> ASSIGNMENT
Which lines below include "Deserialize"? Copy them all.

[Collected data]

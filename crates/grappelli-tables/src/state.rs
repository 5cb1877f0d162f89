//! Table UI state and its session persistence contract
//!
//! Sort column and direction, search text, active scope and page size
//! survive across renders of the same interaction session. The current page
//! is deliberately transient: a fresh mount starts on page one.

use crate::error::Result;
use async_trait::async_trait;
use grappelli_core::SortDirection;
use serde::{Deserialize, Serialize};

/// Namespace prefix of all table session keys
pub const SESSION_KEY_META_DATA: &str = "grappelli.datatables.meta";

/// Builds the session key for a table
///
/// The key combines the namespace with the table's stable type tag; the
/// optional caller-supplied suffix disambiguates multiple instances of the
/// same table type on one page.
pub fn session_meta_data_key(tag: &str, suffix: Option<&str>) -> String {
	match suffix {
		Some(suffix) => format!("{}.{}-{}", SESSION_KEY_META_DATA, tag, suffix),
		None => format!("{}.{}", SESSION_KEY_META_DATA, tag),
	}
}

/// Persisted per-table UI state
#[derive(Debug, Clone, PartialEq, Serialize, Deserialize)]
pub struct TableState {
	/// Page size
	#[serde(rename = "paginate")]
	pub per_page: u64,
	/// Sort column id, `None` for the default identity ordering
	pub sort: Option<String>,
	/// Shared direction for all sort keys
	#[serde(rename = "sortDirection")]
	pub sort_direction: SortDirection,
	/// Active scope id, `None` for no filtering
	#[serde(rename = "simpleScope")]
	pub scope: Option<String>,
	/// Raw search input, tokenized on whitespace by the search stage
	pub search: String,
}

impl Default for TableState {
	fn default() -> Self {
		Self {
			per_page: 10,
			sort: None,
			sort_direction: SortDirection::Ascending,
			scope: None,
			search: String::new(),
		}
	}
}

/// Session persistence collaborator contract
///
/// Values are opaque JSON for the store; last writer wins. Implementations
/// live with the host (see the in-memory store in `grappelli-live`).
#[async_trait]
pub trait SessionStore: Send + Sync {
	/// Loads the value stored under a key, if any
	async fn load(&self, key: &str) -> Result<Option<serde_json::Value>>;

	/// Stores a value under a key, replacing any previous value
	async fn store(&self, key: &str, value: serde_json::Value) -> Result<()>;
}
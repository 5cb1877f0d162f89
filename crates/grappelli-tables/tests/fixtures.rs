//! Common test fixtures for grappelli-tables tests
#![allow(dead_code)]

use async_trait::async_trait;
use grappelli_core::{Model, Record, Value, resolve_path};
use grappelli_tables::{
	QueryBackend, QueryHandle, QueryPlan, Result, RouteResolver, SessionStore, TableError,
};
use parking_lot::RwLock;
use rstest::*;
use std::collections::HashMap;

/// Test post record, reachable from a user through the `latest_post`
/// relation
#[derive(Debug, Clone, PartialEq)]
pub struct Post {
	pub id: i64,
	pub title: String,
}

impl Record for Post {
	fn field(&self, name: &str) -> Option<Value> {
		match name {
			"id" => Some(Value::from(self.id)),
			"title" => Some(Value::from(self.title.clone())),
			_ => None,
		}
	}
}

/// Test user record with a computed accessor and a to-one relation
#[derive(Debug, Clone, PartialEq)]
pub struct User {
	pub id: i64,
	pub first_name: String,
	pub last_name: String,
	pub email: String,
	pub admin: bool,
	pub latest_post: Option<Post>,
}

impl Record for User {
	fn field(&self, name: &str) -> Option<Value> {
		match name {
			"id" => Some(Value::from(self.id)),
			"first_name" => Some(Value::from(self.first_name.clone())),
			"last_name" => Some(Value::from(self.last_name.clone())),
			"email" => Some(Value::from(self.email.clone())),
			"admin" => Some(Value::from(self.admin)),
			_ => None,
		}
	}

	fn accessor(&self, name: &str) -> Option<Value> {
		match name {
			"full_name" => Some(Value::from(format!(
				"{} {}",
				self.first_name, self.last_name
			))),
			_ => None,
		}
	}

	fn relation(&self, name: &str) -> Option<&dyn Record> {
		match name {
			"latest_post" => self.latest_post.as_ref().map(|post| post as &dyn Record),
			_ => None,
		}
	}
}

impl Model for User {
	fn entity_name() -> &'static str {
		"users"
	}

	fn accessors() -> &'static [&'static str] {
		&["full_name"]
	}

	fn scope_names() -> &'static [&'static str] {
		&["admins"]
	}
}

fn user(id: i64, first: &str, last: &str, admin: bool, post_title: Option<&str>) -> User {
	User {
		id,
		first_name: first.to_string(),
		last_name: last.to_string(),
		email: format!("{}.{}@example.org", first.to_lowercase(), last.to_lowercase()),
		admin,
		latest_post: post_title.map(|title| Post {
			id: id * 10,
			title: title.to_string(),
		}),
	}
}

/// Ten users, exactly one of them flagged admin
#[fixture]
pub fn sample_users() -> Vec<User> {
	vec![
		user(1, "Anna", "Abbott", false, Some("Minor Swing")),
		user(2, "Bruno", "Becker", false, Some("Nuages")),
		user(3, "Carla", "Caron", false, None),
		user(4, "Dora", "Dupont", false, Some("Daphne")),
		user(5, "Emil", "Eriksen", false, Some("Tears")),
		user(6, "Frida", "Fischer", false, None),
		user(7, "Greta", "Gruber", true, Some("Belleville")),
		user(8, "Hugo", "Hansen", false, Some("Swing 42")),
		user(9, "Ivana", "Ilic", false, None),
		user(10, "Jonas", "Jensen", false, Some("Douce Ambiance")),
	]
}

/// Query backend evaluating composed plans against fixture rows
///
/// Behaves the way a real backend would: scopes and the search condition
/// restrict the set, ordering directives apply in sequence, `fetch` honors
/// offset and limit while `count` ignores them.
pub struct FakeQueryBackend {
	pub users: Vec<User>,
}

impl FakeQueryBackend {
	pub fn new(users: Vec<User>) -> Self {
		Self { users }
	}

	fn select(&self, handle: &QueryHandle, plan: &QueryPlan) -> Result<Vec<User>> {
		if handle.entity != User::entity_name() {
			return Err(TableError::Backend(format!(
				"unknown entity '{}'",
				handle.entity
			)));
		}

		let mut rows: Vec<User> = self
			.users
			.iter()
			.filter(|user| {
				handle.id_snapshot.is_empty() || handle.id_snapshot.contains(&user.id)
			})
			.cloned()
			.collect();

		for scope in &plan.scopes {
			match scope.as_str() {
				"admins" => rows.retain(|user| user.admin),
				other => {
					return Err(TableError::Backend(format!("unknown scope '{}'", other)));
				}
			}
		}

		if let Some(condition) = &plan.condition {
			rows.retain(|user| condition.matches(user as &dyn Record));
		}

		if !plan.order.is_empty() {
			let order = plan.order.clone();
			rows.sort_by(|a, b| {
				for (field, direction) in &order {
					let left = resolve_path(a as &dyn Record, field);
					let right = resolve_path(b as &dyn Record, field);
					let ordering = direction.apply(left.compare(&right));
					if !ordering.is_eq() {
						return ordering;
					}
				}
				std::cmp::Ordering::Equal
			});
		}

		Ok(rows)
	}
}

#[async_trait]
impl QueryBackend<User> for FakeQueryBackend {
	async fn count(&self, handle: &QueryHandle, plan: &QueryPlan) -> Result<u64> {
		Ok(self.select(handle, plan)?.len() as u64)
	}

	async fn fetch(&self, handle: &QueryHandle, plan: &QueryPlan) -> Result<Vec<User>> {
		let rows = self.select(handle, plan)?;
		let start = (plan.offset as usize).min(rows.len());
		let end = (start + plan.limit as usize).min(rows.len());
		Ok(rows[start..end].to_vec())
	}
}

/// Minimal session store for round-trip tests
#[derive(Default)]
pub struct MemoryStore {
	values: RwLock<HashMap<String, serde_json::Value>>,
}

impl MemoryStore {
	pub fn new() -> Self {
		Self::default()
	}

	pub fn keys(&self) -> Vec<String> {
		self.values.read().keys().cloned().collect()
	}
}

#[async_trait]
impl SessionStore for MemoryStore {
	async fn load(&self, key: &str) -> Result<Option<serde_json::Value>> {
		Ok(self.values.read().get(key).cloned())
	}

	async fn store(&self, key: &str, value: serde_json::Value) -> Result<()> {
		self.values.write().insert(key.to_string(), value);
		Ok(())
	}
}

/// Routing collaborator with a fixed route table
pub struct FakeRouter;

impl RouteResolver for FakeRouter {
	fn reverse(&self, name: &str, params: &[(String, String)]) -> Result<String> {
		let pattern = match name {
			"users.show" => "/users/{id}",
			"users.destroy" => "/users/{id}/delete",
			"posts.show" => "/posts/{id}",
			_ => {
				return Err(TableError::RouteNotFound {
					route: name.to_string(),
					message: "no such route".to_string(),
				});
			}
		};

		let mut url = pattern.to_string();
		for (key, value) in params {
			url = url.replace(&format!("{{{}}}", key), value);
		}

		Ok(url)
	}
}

> FINISHED TASK
use serde::{Deserialize, Serialize};
#[derive(Debug, Clone, PartialEq, Serialize, Deserialize)]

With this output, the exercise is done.